Top surgery 3: post-op

I had top surgery on Monday 21st July 2014. This is a record for me, and for anyone who would find an account of the process useful.

Recovery: post-op appointment
(Pre-op and opFirst 10 days)

My post-op appointment was on Thursday 31st July. Andrew Yelland certainly doesn't coddle his patients! He and a nurse (I forget her name, I'm afraid) ripped the dressings away none too gently, and there it was, my new chest, open to the air. 

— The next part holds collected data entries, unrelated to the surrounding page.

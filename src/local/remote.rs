//! Git remote URL parsing for `github.com` origins.

use url::Url;

use super::error::LocalDiscoveryError;
use crate::github::RepositorySpec;

const GITHUB_HOST: &str = "github.com";

/// Extracts `owner/repo` from an SSH or HTTPS `github.com` remote URL.
///
/// Accepted forms:
/// - `git@github.com:owner/repo.git`
/// - `ssh://git@github.com/owner/repo.git`
/// - `https://github.com/owner/repo.git`
/// - `https://github.com/owner/repo`
///
/// The `.git` suffix and a trailing slash are optional.
///
/// # Errors
///
/// Returns [`LocalDiscoveryError::ForeignHost`] for other hosts and
/// [`LocalDiscoveryError::UnrecognisedRemote`] when the URL has no
/// `owner/repo` path.
pub fn parse_github_remote(url: &str) -> Result<RepositorySpec, LocalDiscoveryError> {
    let trimmed = url.trim();
    let invalid = || LocalDiscoveryError::UnrecognisedRemote {
        url: url.to_owned(),
    };

    let (host, path) = split_scp_style(trimmed)
        .or_else(|| split_url_style(trimmed))
        .ok_or_else(invalid)?;

    if !host.eq_ignore_ascii_case(GITHUB_HOST) {
        return Err(LocalDiscoveryError::ForeignHost { host });
    }

    let path = path.trim_matches('/');
    let path = path.strip_suffix(".git").unwrap_or(path);
    RepositorySpec::parse(path).map_err(|_| invalid())
}

/// Splits `user@host:path` into host and path.
fn split_scp_style(url: &str) -> Option<(String, String)> {
    if url.contains("://") {
        return None;
    }
    let (user_host, path) = url.split_once(':')?;
    let (_, host) = user_host.split_once('@')?;
    Some((host.to_owned(), path.to_owned()))
}

/// Splits `scheme://[user@]host[:port]/path` into host and path.
fn split_url_style(url: &str) -> Option<(String, String)> {
    let parsed = Url::parse(url).ok()?;
    let host = parsed.host_str()?.to_owned();
    Some((host, parsed.path().to_owned()))
}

Honestly, it was a bit of a shock. I'm a planner: I've read accounts of this procedure, and seen endless photosets of Mr Yelland's work (and other surgeons' too), documenting the process from surgery to the faintest of scars, and I thought I was prepared for how my chest would look. I don't think I was, really. The wounds looked just how I expected - a little smaller, if anything - and the nipples were as gooey and swollen and black/green/bloody as I'd seen everyone else's look. Nothing was markedly different from photos I've seen of the procedure, but somehow it was still shocking. I guess the tenderness of my skin played a part - having been completely under wraps for 10 days, I felt very exposed and vulnerable. I've felt that a little just when changing my binder - it's surprising how quickly I got used to being bound up full time. 

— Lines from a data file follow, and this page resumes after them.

//! Participant identity and connection identifiers.

use std::fmt;

use uuid::Uuid;

/// Identity used when the client does not provide one.
pub const ANONYMOUS: &str = "Anonymous";

/// Resolve the identity requested at join time.
///
/// Absent or empty values fall back to [`ANONYMOUS`]. Identities are not
/// required to be unique.
pub fn resolve_identity(requested: Option<&str>) -> String {
    match requested {
        Some(identity) if !identity.is_empty() => identity.to_string(),
        _ => ANONYMOUS.to_string(),
    }
}

/// Identifier of one accepted connection.
///
/// Two participants may share an identity, so membership is keyed on this
/// id instead.
#[derive(Debug, Clone, Copy, PartialEq, Eq, Hash)]
pub struct ConnectionId(Uuid);

impl ConnectionId {
    /// Generate a fresh, random connection id.
    pub fn generate() -> Self {
        Self(Uuid::new_v4())
    }
}

impl fmt::Display for ConnectionId {
    fn fmt(&self, f: &mut fmt::Formatter<'_>) -> fmt::Result {
        self.0.fmt(f)
    }
}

Mr Yelland commented that I was unusually swollen at the outer edges of my chest - where I had noticed myself in the couple of days prior to the appointment - and that the big bruise on the left hand side (which was hard to the touch) was also a concern. He told me to keep an eye on it, and asked that I come back to him in a month so he could monitor it. He took photos of my chest, then removed the staples from my nipples and took some more. He put some large plasters over the nipples and told me to take them off when I got home. He also told me that I should leave the binder off for the most part from now on, putting it on only when there's a chance of impact (driving, going on the tube) and leaving the wounds open to the air as much as possible (when lounging about at home).

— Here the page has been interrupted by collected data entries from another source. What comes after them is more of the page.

//! The hub's coordination loop.

use std::collections::HashMap;

use tokio::sync::mpsc;

use crate::domain::{ConnectionId, Message, Participant, build_roster};

use super::event::HubEvent;

/// Owns the membership map and processes hub events one at a time.
///
/// Delivery never waits: a member whose queue is full (or already closed)
/// is treated as unresponsive and evicted, so one slow reader cannot stall
/// fan-out to everyone else.
pub struct Coordinator {
    events: mpsc::Receiver<HubEvent>,
    members: HashMap<ConnectionId, Box<dyn Participant>>,
}

impl Coordinator {
    pub(super) fn new(events: mpsc::Receiver<HubEvent>) -> Self {
        Self {
            events,
            members: HashMap::new(),
        }
    }

    /// Process events until every [`super::Hub`] handle has been dropped.
    ///
    /// Remaining members have their queues closed on exit.
    pub async fn run(mut self) {
        tracing::info!("Hub coordinator started");

        while let Some(event) = self.events.recv().await {
            self.handle(event);
        }

        self.close_all();
        tracing::info!("Hub coordinator stopped");
    }

    fn handle(&mut self, event: HubEvent) {
        match event {
            HubEvent::Join(participant) => self.join(participant),
            HubEvent::Leave(id) => self.leave(id),
            HubEvent::Forward { from, message } => self.forward(from, message),
            HubEvent::Snapshot(reply) => {
                // The requester may have given up waiting.
                let _ = reply.send(self.roster());
            }
        }
    }

    fn join(&mut self, mut participant: Box<dyn Participant>) {
        participant.admit();
        tracing::info!(
            "Participant '{}' ({}) joined, {} member(s)",
            participant.identity(),
            participant.id(),
            self.members.len() + 1
        );
        self.members.insert(participant.id(), participant);
        self.broadcast_roster();
    }

    fn leave(&mut self, id: ConnectionId) {
        if self.remove(id) {
            self.broadcast_roster();
        } else {
            tracing::debug!("Connection '{}' is not a member, ignoring leave", id);
        }
    }

    fn forward(&mut self, from: ConnectionId, message: Message) {
        // A connection that was evicted may still have forwards in flight
        if !self.members.contains_key(&from) {
            tracing::debug!("Dropping message from non-member '{}' ({})", message.sender(), from);
            return;
        }

        tracing::debug!(
            "Forwarding message from '{}' to {} member(s)",
            message.sender(),
            self.members.len()
        );
        let unresponsive = self.fan_out(&message);
        if !unresponsive.is_empty() {
            self.evict(unresponsive);
        }
    }

    /// Send the full, sorted roster to every member.
    ///
    /// Evicting a member changes the roster, so this repeats until a
    /// broadcast reaches everyone still joined.
    fn broadcast_roster(&mut self) {
        loop {
            let roster = Message::roster(self.roster());
            let unresponsive = self.fan_out(&roster);
            if unresponsive.is_empty() {
                return;
            }
            for id in unresponsive {
                self.remove(id);
            }
        }
    }

    /// Deliver a copy of `message` to every member; returns the ids that could not take it.
    fn fan_out(&self, message: &Message) -> Vec<ConnectionId> {
        self.members
            .values()
            .filter_map(|member| match member.send(message.clone()) {
                Ok(()) => None,
                Err(e) => {
                    tracing::warn!(
                        "Failed to deliver to '{}' ({}): {}",
                        member.identity(),
                        member.id(),
                        e
                    );
                    Some(member.id())
                }
            })
            .collect()
    }

    fn evict(&mut self, ids: Vec<ConnectionId>) {
        for id in ids {
            tracing::warn!("Evicting unresponsive connection '{}'", id);
            self.remove(id);
        }
        self.broadcast_roster();
    }

    /// Remove a member and close its queue. Returns `false` if it was not a member.
    fn remove(&mut self, id: ConnectionId) -> bool {
        match self.members.remove(&id) {
            Some(mut member) => {
                member.close();
                tracing::info!(
                    "Participant '{}' ({}) left, {} member(s)",
                    member.identity(),
                    id,
                    self.members.len()
                );
                true
            }
            None => false,
        }
    }

    fn roster(&self) -> Vec<String> {
        build_roster(self.members.values().map(|member| member.identity()))
    }

    fn close_all(&mut self) {
        for (_, mut member) in self.members.drain() {
            member.close();
        }
    }
}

I was really emotional after the consultation. I had trusted that the swelling was, if not entirely my imagination, then expected - normal - and would naturally reduce as my healing progressed. Andrew Yelland didn't exactly start back in horror at the sight, but he did frown quite a lot, and ask me to come back, and sign me off work (partially) for another month. He was as calm and cheerful as normal, however, so I'm not devastated or despondent - but in the back of my mind there's a worry that wasn't there before the wrappings came off. I guess that won't change until I see him again in four weeks' time.

I'll admit to having a little cry in the bathroom before the journey home, and another one when I got home and took the binder and nipple dressings off. It was partly pain and sensation, and partly emotion - relief at being out of the dressings, distress at the state of my chest, and a certain sense of anticlimax. I guess that, despite knowing better, I had built up the post-op appointment in my mind until it was much bigger/further along than it was: as silly as it sounds, I think I expected to be better. I knew that this surgery with this surgeon gives you an automatic fit note for two weeks, and I think I had believed that since ten days was nearly two weeks, I'd be basically back on my feet by then. 

I wasn't. I'm not now. I'm moving even more gingerly than I was before, and the first evening at home after being unwrapped (I got home at 8pm), the feeling of a loose t-shirt on my bare chest was so overwhelming it made me feel sick. I was on the verge of tears the whole time, and could hardly eat. I couldn't really talk to my family - I felt guilty about feeling bad, about my weakness, about my expectation that I would be better by now. It seems, in hindsight, foolishly unrealistic. I've rallied now, and am settling in for the long haul, and am trying to involve my partner and family again, having rather shut them out in my distress after the appointment. But I think it will be a longer journey than I realised.